Head down, I prepared to order a more restrained version of the original concept; perhaps something like “Storybook Place With A Long Unpaved Driveway” .  Depressed, I sank a bit lower and noticed a new scar on my calf (lower leg, not Holstein).  It had gone unobserved because both legs, both arms, and most of my clothing have been sliced by blackberry thorns, and the profound and extremely painful slicing has become so common, so expected, in the ordinary course of a day that it no longer registers as an outrage.

I say scar, and the reader imagines a thin line of slightly reddened mark, perhaps the sort of trace left by a fine point pen..

Au contraire.

Oregon summers are hot, so I wore shorts to a picnic last week, thinking nothing of the marred flesh I exposed.  My host pointed to a leg asking what I had done to myself, fearing, I think, that self-mutilation had accompanied me into retirement.  Not understanding his concern, I shrugged uncertainly.  He pointed and said, “Looks like you got trapped with a bobcat in a phone booth.”

Close enough.

Blackberry vines grow overnight, while we sleep, curling and coiling, shooting green runners from otherwise innocent trees and shrubs, pushing their way into spaces I had thought unassailable.  Left unwatched, they join other tendrils, forming walls of thorn.  I had thought the forest of thorns surrounding Sleeping Beauty was simply fairy tale exaggeration; not so.  If Beauty (that can’t be her name, can it?) stretched out anywhere on this property, she would be thorned in by sunset.

Yeah.  It’s impressive.

Ah, but it’s also testimony to the fact that we DO raise a crop here on this farm.  Yep, I manage acres of blackberry incursion on a daily basis.  Not farm enough for you?  Listen, Cows are milked twice a day.  Twice a day?  Hah!  I’m out there hours at a time, cutting back pulsing waves of blackberry vines.
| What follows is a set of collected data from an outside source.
//! Target preparers: setup and teardown units around test execution.
//!
//! A preparer runs once per device (or once per invocation for the
//! multi-device variant). The [`PreparerRunner`] tracks exactly which
//! preparers had their setup invoked so teardown touches only those, in
//! reverse order of setup.

use std::sync::Arc;

use async_trait::async_trait;
use tokio::sync::Mutex;
use tracing::{debug, warn};

use crate::config::DeviceSetup;
use crate::context::TestInformation;
use crate::device::Device;
use crate::error::{InvocationError, InvocationResult};

/// Setup/teardown unit scoped to one device.
#[async_trait]
pub trait TargetPreparer: Send + Sync {
    fn name(&self) -> &str;

    /// Disabled preparers are skipped entirely, setup and teardown both.
    fn is_disabled(&self) -> bool {
        false
    }

    fn is_teardown_disabled(&self) -> bool {
        false
    }

    async fn set_up(
        &self,
        device: &Arc<dyn Device>,
        info: &TestInformation,
    ) -> InvocationResult<()>;

    /// `error` is the failure that ended the invocation, if any. Preparers
    /// can use it to skip recovery work for doomed runs.
    async fn tear_down(
        &self,
        _device: &Arc<dyn Device>,
        _info: &TestInformation,
        _error: Option<&InvocationError>,
    ) -> InvocationResult<()> {
        Ok(())
    }
}

/// Setup/teardown unit spanning all devices of the invocation.
#[async_trait]
pub trait MultiTargetPreparer: Send + Sync {
    fn name(&self) -> &str;

    fn is_disabled(&self) -> bool {
        false
    }

    async fn set_up(&self, info: &TestInformation) -> InvocationResult<()>;

    async fn tear_down(
        &self,
        _info: &TestInformation,
        _error: Option<&InvocationError>,
    ) -> InvocationResult<()> {
        Ok(())
    }
}

enum RanStep {
    Device {
        device: Arc<dyn Device>,
        preparer: Arc<dyn TargetPreparer>,
    },
    Multi(Arc<dyn MultiTargetPreparer>),
}

/// Drives preparer setup and the matching teardown.
///
/// A step joins the ran list only once its setup returned cleanly; a
/// preparer that fails mid-setup never gets a teardown call. Teardown
/// walks the list in reverse, runs every step even after failures, and
/// returns the first failure encountered.
pub struct PreparerRunner {
    ran: Mutex<Vec<RanStep>>,
}

impl PreparerRunner {
    pub fn new() -> Self {
        Self {
            ran: Mutex::new(Vec::new()),
        }
    }

    /// Run per-device preparers for every device setup, then the
    /// invocation-wide multi preparers.
    ///
    /// With `replicate_setup` the per-device chains run in parallel, one
    /// worker per device; each chain stays sequential internally. The
    /// scoped spawn is the join barrier: no chain outlives this call.
    pub async fn run_setup(
        &self,
        setups: &[DeviceSetup],
        devices: &[(String, Arc<dyn Device>)],
        multi: &[Arc<dyn MultiTargetPreparer>],
        info: &TestInformation,
        replicate_setup: bool,
    ) -> InvocationResult<()> {
        let pairs: Vec<(&DeviceSetup, Arc<dyn Device>)> = setups
            .iter()
            .filter_map(|setup| {
                devices
                    .iter()
                    .find(|(name, _)| *name == setup.name)
                    .map(|(_, device)| (setup, Arc::clone(device)))
            })
            .collect();

        if replicate_setup && pairs.len() > 1 {
            let failures: Mutex<Vec<InvocationError>> = Mutex::new(Vec::new());
            tokio_scoped::scope(|scope| {
                for (setup, device) in &pairs {
                    let failures = &failures;
                    scope.spawn(async move {
                        if let Err(err) = self.device_chain(setup, device, info).await {
                            failures.lock().await.push(err);
                        }
                    });
                }
            });
            if let Some(err) = failures.into_inner().into_iter().next() {
                return Err(err);
            }
        } else {
            for (setup, device) in &pairs {
                self.device_chain(setup, device, info).await?;
            }
        }

        for preparer in multi {
            if preparer.is_disabled() {
                debug!(preparer = preparer.name(), "skipping disabled multi preparer");
                continue;
            }
            debug!(preparer = preparer.name(), "multi preparer setup");
            preparer.set_up(info).await?;
            self.ran
                .lock()
                .await
                .push(RanStep::Multi(Arc::clone(preparer)));
        }

        Ok(())
    }

    async fn device_chain(
        &self,
        setup: &DeviceSetup,
        device: &Arc<dyn Device>,
        info: &TestInformation,
    ) -> InvocationResult<()> {
        for preparer in &setup.preparers {
            if preparer.is_disabled() {
                debug!(preparer = preparer.name(), "skipping disabled preparer");
                continue;
            }
            debug!(
                preparer = preparer.name(),
                device = setup.name,
                "preparer setup"
            );
            preparer.set_up(device, info).await?;
            self.ran.lock().await.push(RanStep::Device {
                device: Arc::clone(device),
                preparer: Arc::clone(preparer),
            });
        }
        Ok(())
    }

    /// Tear down every step that ran, newest first. All teardowns execute
    /// regardless of earlier teardown failures; the first failure wins.
    pub async fn run_teardown(
        &self,
        info: &TestInformation,
        error: Option<&InvocationError>,
    ) -> InvocationResult<()> {
        let mut ran = std::mem::take(&mut *self.ran.lock().await);
        let mut first_failure = None;

        while let Some(step) = ran.pop() {
            let result = match &step {
                RanStep::Device { device, preparer } => {
                    if preparer.is_teardown_disabled() {
                        continue;
                    }
                    debug!(preparer = preparer.name(), "preparer teardown");
                    preparer.tear_down(device, info, error).await
                }
                RanStep::Multi(preparer) => {
                    debug!(preparer = preparer.name(), "multi preparer teardown");
                    preparer.tear_down(info, error).await
                }
            };
            if let Err(err) = result {
                warn!("teardown failed: {err}");
                if first_failure.is_none() {
                    first_failure = Some(err);
                }
            }
        }

        match first_failure {
            Some(err) => Err(err),
            None => Ok(()),
        }
    }
}

impl Default for PreparerRunner {
    fn default() -> Self {
        Self::new()
    }
}

#[cfg(test)]
mod tests {
    use std::sync::atomic::{AtomicUsize, Ordering};
    use std::sync::Mutex as StdMutex;

    use super::*;
    use crate::context::InvocationContext;
    use crate::device::StubDevice;

    #[derive(Default)]
    struct Log {
        entries: StdMutex<Vec<String>>,
    }

    impl Log {
        fn push(&self, entry: impl Into<String>) {
            self.entries.lock().unwrap().push(entry.into());
        }

        fn take(&self) -> Vec<String> {
            std::mem::take(&mut self.entries.lock().unwrap())
        }
    }

    struct ScriptedPreparer {
        name: String,
        log: Arc<Log>,
        fail_setup: bool,
        fail_teardown: bool,
        disabled: bool,
    }

    impl ScriptedPreparer {
        fn new(name: &str, log: &Arc<Log>) -> Self {
            Self {
                name: name.to_string(),
                log: Arc::clone(log),
                fail_setup: false,
                fail_teardown: false,
                disabled: false,
            }
        }
    }

    #[async_trait]
    impl TargetPreparer for ScriptedPreparer {
        fn name(&self) -> &str {
            &self.name
        }

        fn is_disabled(&self) -> bool {
            self.disabled
        }

        async fn set_up(
            &self,
            _device: &Arc<dyn Device>,
            _info: &TestInformation,
        ) -> InvocationResult<()> {
            self.log.push(format!("setup:{}", self.name));
            if self.fail_setup {
                return Err(InvocationError::TargetSetup {
                    message: format!("{} setup failed", self.name),
                    serial: None,
                });
            }
            Ok(())
        }

        async fn tear_down(
            &self,
            _device: &Arc<dyn Device>,
            _info: &TestInformation,
            _error: Option<&InvocationError>,
        ) -> InvocationResult<()> {
            self.log.push(format!("teardown:{}", self.name));
            if self.fail_teardown {
                return Err(InvocationError::Infra(format!(
                    "{} teardown failed",
                    self.name
                )));
            }
            Ok(())
        }
    }

    struct ScriptedMulti {
        log: Arc<Log>,
    }

    #[async_trait]
    impl MultiTargetPreparer for ScriptedMulti {
        fn name(&self) -> &str {
            "multi"
        }

        async fn set_up(&self, _info: &TestInformation) -> InvocationResult<()> {
            self.log.push("setup:multi");
            Ok(())
        }

        async fn tear_down(
            &self,
            _info: &TestInformation,
            _error: Option<&InvocationError>,
        ) -> InvocationResult<()> {
            self.log.push("teardown:multi");
            Ok(())
        }
    }

    fn test_info() -> (tempfile::TempDir, TestInformation) {
        let dir = tempfile::tempdir().unwrap();
        let info = TestInformation::new(
            Arc::new(InvocationContext::new("prep")),
            dir.path().to_path_buf(),
        );
        (dir, info)
    }

    fn one_device() -> Vec<(String, Arc<dyn Device>)> {
        vec![(
            "device1".to_string(),
            Arc::new(StubDevice::new("serial-1")) as Arc<dyn Device>,
        )]
    }

    #[tokio::test]
    async fn teardown_runs_in_reverse_setup_order() {
        let log = Arc::new(Log::default());
        let setup = DeviceSetup::new("device1")
            .with_preparer(Arc::new(ScriptedPreparer::new("a", &log)))
            .with_preparer(Arc::new(ScriptedPreparer::new("b", &log)));
        let multi: Vec<Arc<dyn MultiTargetPreparer>> =
            vec![Arc::new(ScriptedMulti { log: Arc::clone(&log) })];

        let (_dir, info) = test_info();
        let runner = PreparerRunner::new();
        runner
            .run_setup(&[setup], &one_device(), &multi, &info, false)
            .await
            .unwrap();
        runner.run_teardown(&info, None).await.unwrap();

        assert_eq!(
            log.take(),
            vec![
                "setup:a",
                "setup:b",
                "setup:multi",
                "teardown:multi",
                "teardown:b",
                "teardown:a"
            ]
        );
    }

    #[tokio::test]
    async fn failed_setup_is_not_torn_down_and_later_steps_never_run() {
        let log = Arc::new(Log::default());
        let mut failing = ScriptedPreparer::new("boom", &log);
        failing.fail_setup = true;
        let setup = DeviceSetup::new("device1")
            .with_preparer(Arc::new(ScriptedPreparer::new("a", &log)))
            .with_preparer(Arc::new(failing))
            .with_preparer(Arc::new(ScriptedPreparer::new("never", &log)));

        let (_dir, info) = test_info();
        let runner = PreparerRunner::new();
        let err = runner
            .run_setup(&[setup], &one_device(), &[], &info, false)
            .await
            .unwrap_err();
        assert!(matches!(err, InvocationError::TargetSetup { .. }));

        // Only the preparer whose setup completed is torn down; the one
        // that failed mid-setup and everything after it are skipped.
        runner.run_teardown(&info, Some(&err)).await.unwrap();
        assert_eq!(log.take(), vec!["setup:a", "setup:boom", "teardown:a"]);
    }

    #[tokio::test]
    async fn all_teardowns_run_and_first_failure_is_returned() {
        let log = Arc::new(Log::default());
        let mut fail_b = ScriptedPreparer::new("b", &log);
        fail_b.fail_teardown = true;
        let mut fail_c = ScriptedPreparer::new("c", &log);
        fail_c.fail_teardown = true;
        let setup = DeviceSetup::new("device1")
            .with_preparer(Arc::new(ScriptedPreparer::new("a", &log)))
            .with_preparer(Arc::new(fail_b))
            .with_preparer(Arc::new(fail_c));

        let (_dir, info) = test_info();
        let runner = PreparerRunner::new();
        runner
            .run_setup(&[setup], &one_device(), &[], &info, false)
            .await
            .unwrap();

        // Teardown order is c, b, a. The first failure seen is c's.
        let err = runner.run_teardown(&info, None).await.unwrap_err();
        assert!(err.to_string().contains("c teardown failed"));
        assert_eq!(log.take(), vec![
            "setup:a",
            "setup:b",
            "setup:c",
            "teardown:c",
            "teardown:b",
            "teardown:a"
        ]);
    }

    #[tokio::test]
    async fn disabled_preparer_is_skipped_entirely() {
        let log = Arc::new(Log::default());
        let mut disabled = ScriptedPreparer::new("off", &log);
        disabled.disabled = true;
        let setup = DeviceSetup::new("device1")
            .with_preparer(Arc::new(disabled))
            .with_preparer(Arc::new(ScriptedPreparer::new("on", &log)));

        let (_dir, info) = test_info();
        let runner = PreparerRunner::new();
        runner
            .run_setup(&[setup], &one_device(), &[], &info, false)
            .await
            .unwrap();
        runner.run_teardown(&info, None).await.unwrap();

        assert_eq!(log.take(), vec!["setup:on", "teardown:on"]);
    }

    // Multi-thread runtime: the replicated fan-out blocks the calling
    // thread until every per-device chain joins.
    #[tokio::test(flavor = "multi_thread", worker_threads = 4)]
    async fn replicated_setup_covers_every_device() {
        struct Counting {
            count: Arc<AtomicUsize>,
        }

        #[async_trait]
        impl TargetPreparer for Counting {
            fn name(&self) -> &str {
                "counting"
            }

            async fn set_up(
                &self,
                _device: &Arc<dyn Device>,
                _info: &TestInformation,
            ) -> InvocationResult<()> {
                self.count.fetch_add(1, Ordering::SeqCst);
                Ok(())
            }
        }

        let count = Arc::new(AtomicUsize::new(0));
        let setups: Vec<DeviceSetup> = (1..=3)
            .map(|i| {
                DeviceSetup::new(format!("device{i}")).with_preparer(Arc::new(Counting {
                    count: Arc::clone(&count),
                }))
            })
            .collect();
        let devices: Vec<(String, Arc<dyn Device>)> = (1..=3)
            .map(|i| {
                (
                    format!("device{i}"),
                    Arc::new(StubDevice::new(format!("serial-{i}"))) as Arc<dyn Device>,
                )
            })
            .collect();

        let (_dir, info) = test_info();
        let runner = PreparerRunner::new();
        runner
            .run_setup(&setups, &devices, &[], &info, true)
            .await
            .unwrap();
        assert_eq!(count.load(Ordering::SeqCst), 3);
    }
}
Why don’t I just plant them where I want them, you ask.  They plant themselves, and their roots descend to the what the agronomists at Oregon State (Go, Beavers!) call the layer below the rigid lithosphere, a zone of asphalt-like consistency called the Asthenosphere.

Asphalt like, and they sink in their botanical fangs so deep that mortal efforts cannot uproot them.

But, and this is the essential point, the blackberries themselves are delicious, decidedly more delicious than berries ordinary folks find at even the most rigorously fresh of fresh fruit stands.  We don’t have them for long; when we water the cultivated bushes in a warm summer such as the last few, we can expect the first really tasty berries to emerge in the final weeks of July.  By the end of August, we’re making do with berries that are less full and less sweet.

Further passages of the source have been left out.